Revised Privacy Rule May Not Emerge for Two Years; Info Blocking Penalty Regulation Published
Report on Patient Privacy Volume 23, no 7 (July 2023)
In two public talks this spring, Melanie Fontes Rainer, director of the HHS Office for Civil Rights (OCR), said completing the 2021 proposed regulation extensively revising the Privacy Rule wasn’t a priority this year amid limited resources and more pressing matters—including safeguarding abortion-related information.[1] Turns out it may not be a priority next year, either.

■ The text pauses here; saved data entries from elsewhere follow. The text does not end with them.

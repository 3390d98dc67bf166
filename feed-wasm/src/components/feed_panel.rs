use feed_client::navigation::{can_go_previous, load_more, time_travel};
use feed_client::{Article, Loader, Pagination};
use leptos::ev::SubmitEvent;
use leptos::prelude::*;

use crate::components::article_card::ArticleCard;
use crate::location;
use crate::state::AppState;

#[component]
pub(crate) fn FeedPanel(state: AppState) -> impl IntoView {
    let travel_date = RwSignal::new(String::new());

    let on_time_travel = Callback::new({
        let state = state.clone();
        move |ev: SubmitEvent| {
            ev.prevent_default();
            state.clear_error();

            let date = travel_date.get();
            match state.view.with_untracked(|view| time_travel(view, &date)) {
                Ok(transition) => state.apply(transition),
                Err(err) => state.set_error(err.user_message()),
            }
        }
    });

    let on_previous = Callback::new({
        let state = state.clone();
        move |_: ()| {
            state.loader.set(Loader::ArticleIdCursor);
            if let Err(err) = location::back() {
                state.set_error(err);
            }
        }
    });

    let on_load_more = Callback::new({
        let state = state.clone();
        move |_: ()| {
            let pagination = state.articles.with_untracked(|slot| {
                slot.get()
                    .map(|page| page.pagination.clone())
                    .unwrap_or_default()
            });
            let next = state
                .view
                .with_untracked(|view| load_more(view, &pagination));
            if let Some(transition) = next {
                state.apply(transition);
            }
        }
    });

    let visible = {
        let state = state.clone();
        move || state.search.with(|search| search.shows_feed())
    };
    let page_loading = {
        let state = state.clone();
        move || {
            let pending = state.articles_pending();
            state.loader.get().shows_page_loader(pending)
        }
    };
    let articles = {
        let state = state.clone();
        move || -> Vec<Article> {
            state
                .articles
                .with(|slot| slot.get().map(|page| page.data.clone()).unwrap_or_default())
        }
    };
    let pagination = {
        let state = state.clone();
        move || -> Pagination {
            state.articles.with(|slot| {
                slot.get()
                    .map(|page| page.pagination.clone())
                    .unwrap_or_default()
            })
        }
    };
    let busy = {
        let state = state.clone();
        move |trigger: Loader| state.loader.get().is_busy(state.articles_pending(), trigger)
    };
    let previous_disabled = {
        let state = state.clone();
        let busy = busy.clone();
        move || !state.view.with(can_go_previous) || busy(Loader::ArticleIdCursor)
    };
    let more_disabled = {
        let busy = busy.clone();
        move || pagination().next().is_none() || busy(Loader::ArticleIdCursor)
    };
    let travel_busy = move || busy(Loader::DateCursor);

    view! {
        <Show when=visible>
            <form class="time-travel" on:submit=move |ev| on_time_travel.run(ev)>
                <label>
                    "Перейти к дате: "
                    <input
                        type="date"
                        prop:value=move || travel_date.get()
                        on:input=move |ev| travel_date.set(event_target_value(&ev))
                    />
                </label>
                <button type="submit" disabled=travel_busy.clone()>
                    "Time travel"
                </button>
            </form>

            <Show
                when={
                    let page_loading = page_loading.clone();
                    move || !page_loading()
                }
                fallback=|| view! { <p class="loading">"Загрузка..."</p> }
            >
                <div class="articles-grid">
                    <For
                        each=articles.clone()
                        key=|article| article.id.clone()
                        children=|article| view! { <ArticleCard article=article /> }
                    />
                </div>
            </Show>

            <div class="pager">
                <button
                    on:click=move |_| on_previous.run(())
                    disabled=previous_disabled.clone()
                >
                    "Previous"
                </button>
                <button
                    on:click=move |_| on_load_more.run(())
                    disabled=more_disabled.clone()
                >
                    "Load more"
                </button>
            </div>
        </Show>
    }
}
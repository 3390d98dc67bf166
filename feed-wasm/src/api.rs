use feed_client::query::{
    ARTICLES_PATH, ArticlesQuery, DAY_COUNT_PATH, DayCountQuery, SEARCH_PATH, SearchQuery,
    by_day_path,
};
use feed_client::{ArticlesPage, DayCountPage, FeedClientError};
use gloo_net::http::Request;
use serde::Deserialize;
use serde::de::DeserializeOwned;

const API_BASE_URL: &str = match option_env!("WASM_API_BASE_URL") {
    Some(value) => value,
    None => "http://localhost:3000",
};

#[derive(Debug, Clone)]
pub(crate) enum ApiError {
    Network(String),
    Http { status: u16, message: String },
    Decode(String),
    Invalid(String),
}

impl core::fmt::Display for ApiError {
    fn fmt(&self, f: &mut core::fmt::Formatter<'_>) -> core::fmt::Result {
        match self {
            Self::Network(msg) => write!(f, "network error: {msg}"),
            Self::Http { status, message } => write!(f, "http error {status}: {message}"),
            Self::Decode(msg) => write!(f, "decode error: {msg}"),
            Self::Invalid(msg) => write!(f, "{msg}"),
        }
    }
}

impl From<FeedClientError> for ApiError {
    fn from(value: FeedClientError) -> Self {
        Self::Invalid(value.user_message())
    }
}

#[derive(Debug, Deserialize)]
struct ErrorBody {
    message: Option<String>,
}

fn endpoint(path: &str) -> String {
    format!(
        "{}/{}",
        API_BASE_URL.trim_end_matches('/'),
        path.trim_start_matches('/')
    )
}

async fn parse_json<T: DeserializeOwned>(response: gloo_net::http::Response) -> Result<T, ApiError> {
    response
        .json::<T>()
        .await
        .map_err(|err| ApiError::Decode(err.to_string()))
}

async fn parse_error_body(response: gloo_net::http::Response) -> ApiError {
    let status = response.status();
    let text = response.text().await.unwrap_or_default();

    let fallback = match status {
        400 => "Некорректный запрос".to_string(),
        404 => "Ресурс не найден".to_string(),
        429 => "Слишком много запросов, попробуйте позже".to_string(),
        500..=599 => "Ошибка сервера".to_string(),
        _ => format!("HTTP ошибка {status}"),
    };

    let message = serde_json::from_str::<ErrorBody>(&text)
        .ok()
        .and_then(|body| body.message)
        .filter(|message| !message.trim().is_empty())
        .unwrap_or(fallback);

    ApiError::Http { status, message }
}

async fn get<T: DeserializeOwned>(url: String) -> Result<T, ApiError> {
    let response = Request::get(&url)
        .header("Accept", "application/json")
        .send()
        .await
        .map_err(|err| ApiError::Network(err.to_string()))?;

    if !response.ok() {
        return Err(parse_error_body(response).await);
    }

    parse_json(response).await
}

pub(crate) async fn list_articles(query: &ArticlesQuery) -> Result<ArticlesPage, ApiError> {
    get(format!("{}?{}", endpoint(ARTICLES_PATH), query.to_query_string())).await
}

pub(crate) async fn search_articles(query: &SearchQuery) -> Result<ArticlesPage, ApiError> {
    get(format!("{}?{}", endpoint(SEARCH_PATH), query.to_query_string())).await
}

pub(crate) async fn day_counts(query: &DayCountQuery) -> Result<DayCountPage, ApiError> {
    get(format!("{}?{}", endpoint(DAY_COUNT_PATH), query.to_query_string())).await
}

pub(crate) async fn articles_by_day(day: &str) -> Result<ArticlesPage, ApiError> {
    let path = by_day_path(day)?;
    get(endpoint(&path)).await
}
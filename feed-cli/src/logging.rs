use anyhow::{Result, anyhow};
use tracing_subscriber::{EnvFilter, fmt};

pub(crate) fn init_logging(default_level: &str) -> Result<()> {
    let filter = EnvFilter::try_from_default_env()
        .or_else(|_| EnvFilter::try_new(default_level))
        .unwrap_or_else(|_| EnvFilter::new("warn"));

    // stdout занят выводом команд
    fmt()
        .with_env_filter(filter)
        .with_writer(std::io::stderr)
        .with_target(true)
        .compact()
        .try_init()
        .map_err(|e| anyhow!("failed to init logging: {e}"))?;

    Ok(())
}
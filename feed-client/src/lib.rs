//! Клиентская библиотека ленты статей.
//!
//! Содержит модели ответов API, кодирование параметров запросов, состояние
//! экрана (`ViewState`) с переходами пагинации и поиска, а также HTTP-клиент
//! (`FeedClient`, фича `http`).
//!
//! Источник правды для курсоров: query string адресной строки; фронтенды
//! (CLI и браузер) лишь хранят её и применяют переходы из [`navigation`].
#![warn(missing_docs)]

pub mod dates;
mod error;
#[cfg(feature = "http")]
mod http_client;
pub mod images;
mod models;
pub mod navigation;
pub mod query;
pub mod request_key;
pub mod search;
pub mod view_state;

pub use error::{FeedClientError, FeedClientResult};
pub use models::{Article, ArticlesPage, Author, CountArticle, DayCountPage, Page, Pagination};
pub use navigation::{History, HistoryMode, Loader, Transition};
pub use request_key::{Latest, QueryKey};
pub use search::SearchState;
pub use view_state::ViewState;

#[cfg(feature = "http")]
pub use http_client::HttpClient;

#[cfg(feature = "http")]
#[derive(Debug, Clone)]
/// Клиент API статей, принимающий состояние экрана вместо сырых параметров.
pub struct FeedClient {
    http: HttpClient,
    search_limit: u32,
}

#[cfg(feature = "http")]
impl FeedClient {
    /// Создаёт клиент для сервера с базовым URL, например `http://localhost:3000`.
    pub fn new(base_url: impl Into<String>) -> FeedClientResult<Self> {
        Ok(Self {
            http: HttpClient::new(base_url)?,
            search_limit: query::SEARCH_LIMIT,
        })
    }

    /// Меняет размер страницы поиска.
    pub fn with_search_limit(mut self, limit: u32) -> Self {
        self.search_limit = limit;
        self
    }

    /// Базовый URL сервера.
    pub fn base_url(&self) -> &str {
        self.http.base_url()
    }

    /// Страница ленты для текущего состояния.
    pub async fn articles(&self, state: &ViewState) -> FeedClientResult<ArticlesPage> {
        self.http.list_articles(&state.articles_query()).await
    }

    /// Страница ленты с явным размером.
    pub async fn articles_with_limit(
        &self,
        state: &ViewState,
        limit: u32,
    ) -> FeedClientResult<ArticlesPage> {
        let mut query = state.articles_query();
        query.limit = limit;
        self.http.list_articles(&query).await
    }

    /// Поиск по строке, введённой пользователем.
    pub async fn search(&self, input: &str) -> FeedClientResult<ArticlesPage> {
        let mut query = query::SearchQuery::from_input(input)?;
        query.limit = self.search_limit;
        self.http.search_articles(&query).await
    }

    /// Сводка по дням для текущего состояния.
    pub async fn day_counts(&self, state: &ViewState) -> FeedClientResult<DayCountPage> {
        self.http.day_counts(&state.day_count_query()).await
    }

    /// Статьи за один день.
    pub async fn articles_by_day(&self, day: &str) -> FeedClientResult<ArticlesPage> {
        self.http.articles_by_day(day).await
    }
}
use feed_client::{HistoryMode, Transition, ViewState};
use wasm_bindgen::JsValue;

fn window() -> Result<web_sys::Window, String> {
    web_sys::window().ok_or_else(|| "window is not available".to_string())
}

/// Состояние экрана из текущего адреса.
pub(crate) fn read_view_state() -> ViewState {
    let search = web_sys::window()
        .and_then(|window| window.location().search().ok())
        .unwrap_or_default();
    ViewState::from_query_string(&search)
}

fn url_for(pathname: &str, state: &ViewState) -> String {
    let query = state.to_query_string();
    if query.is_empty() {
        return pathname.to_string();
    }
    format!("{pathname}?{query}")
}

/// Записывает переход в адресную строку через history API.
pub(crate) fn write(transition: &Transition) -> Result<(), String> {
    let window = window()?;
    let pathname = window
        .location()
        .pathname()
        .unwrap_or_else(|_| "/".to_string());
    let url = url_for(&pathname, &transition.state);

    let history = window
        .history()
        .map_err(|_| "history is not available".to_string())?;
    let result = match transition.mode {
        HistoryMode::Push => history.push_state_with_url(&JsValue::NULL, "", Some(&url)),
        HistoryMode::Replace => history.replace_state_with_url(&JsValue::NULL, "", Some(&url)),
    };
    result.map_err(|_| format!("failed to update url to {url}"))
}

/// «Назад» в истории браузера. Новое состояние придёт через `popstate`.
pub(crate) fn back() -> Result<(), String> {
    window()?
        .history()
        .and_then(|history| history.back())
        .map_err(|_| "failed to go back".to_string())
}
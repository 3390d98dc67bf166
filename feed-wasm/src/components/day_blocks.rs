use feed_client::dates::format_date;
use feed_client::navigation::{can_go_previous_days, load_more_days};
use feed_client::{CountArticle, Loader};
use leptos::prelude::*;

use crate::location;
use crate::state::AppState;

fn day_label(day: &CountArticle) -> String {
    format_date(&day.date).unwrap_or_else(|_| day.date.clone())
}

#[component]
pub(crate) fn DayBlocks(state: AppState) -> impl IntoView {
    let on_prev = Callback::new({
        let state = state.clone();
        move |_: ()| {
            state.block_loader.set(Loader::BlockDateCursor);
            if let Err(err) = location::back() {
                state.set_error(err);
            }
        }
    });

    let on_next = Callback::new({
        let state = state.clone();
        move |_: ()| {
            let pagination = state.days.with_untracked(|slot| {
                slot.get()
                    .map(|page| page.pagination.clone())
                    .unwrap_or_default()
            });
            let next = state
                .view
                .with_untracked(|view| load_more_days(view, &pagination));
            if let Some(transition) = next {
                state.apply(transition);
            }
        }
    });

    let on_select = Callback::new({
        let state = state.clone();
        move |day: String| state.selected_day.set(Some(day))
    });

    let days = {
        let state = state.clone();
        move || -> Vec<CountArticle> {
            state
                .days
                .with(|slot| slot.get().map(|page| page.data.clone()).unwrap_or_default())
        }
    };
    let busy = {
        let state = state.clone();
        move || {
            state
                .block_loader
                .get()
                .is_busy(state.days_pending(), Loader::BlockDateCursor)
        }
    };
    let prev_disabled = {
        let state = state.clone();
        let busy = busy.clone();
        move || !state.view.with(can_go_previous_days) || busy()
    };
    let next_disabled = {
        let state = state.clone();
        move || {
            let has_next = state.days.with(|slot| {
                slot.get()
                    .is_some_and(|page| page.pagination.next().is_some())
            });
            !has_next || busy()
        }
    };

    view! {
        <h2>"Статьи по дням"</h2>
        <ul class="day-blocks">
            <For
                each=days
                key=|day| day.date.clone()
                children=move |day| {
                    let label = day_label(&day);
                    let date = day.date.clone();
                    view! {
                        <li>
                            <button on:click=move |_| on_select.run(date.clone())>
                                {label}
                                " ("
                                {day.count}
                                ")"
                            </button>
                        </li>
                    }
                }
            />
        </ul>
        <div class="pager">
            <button on:click=move |_| on_prev.run(()) disabled=prev_disabled>
                "Prev"
            </button>
            <button on:click=move |_| on_next.run(()) disabled=next_disabled>
                "Next"
            </button>
        </div>
    }
}
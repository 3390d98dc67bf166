use url::Url;

/// Убирает query string из ссылки на изображение.
///
/// Если ссылка не разбирается как URL, отрезает всё начиная с `?`.
pub fn remove_search_params(image_url: &str) -> String {
    match Url::parse(image_url) {
        Ok(mut url) => {
            url.set_query(None);
            url.to_string()
        }
        Err(_) => match image_url.split_once('?') {
            Some((path, _)) => path.to_string(),
            None => image_url.to_string(),
        },
    }
}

According to the newest federal Unified Agenda and Regulatory Plan, published June 13, OCR estimates a final version of the rule under development since 2018 will be published in December 2024.[2] However, these agendas—typically published in the spring and fall each year—are often little more than guesses and frequently publication dates are missed, sometimes by a lot. This means a final rule could appear in 2025 or later.
In fact, OCR is more than 10 years late publishing regulations required by Congress that would allow people affected by privacy or security breaches to share in the financial penalties the agency collects for HIPAA violations. The June agenda lists March 2024 for a proposed rule on this topic. OCR published a related request for information in April of last year, a step that helps inform rulemaking but also lengthens the process. The statutory deadline for issuing the rule was Feb. 17, 2012.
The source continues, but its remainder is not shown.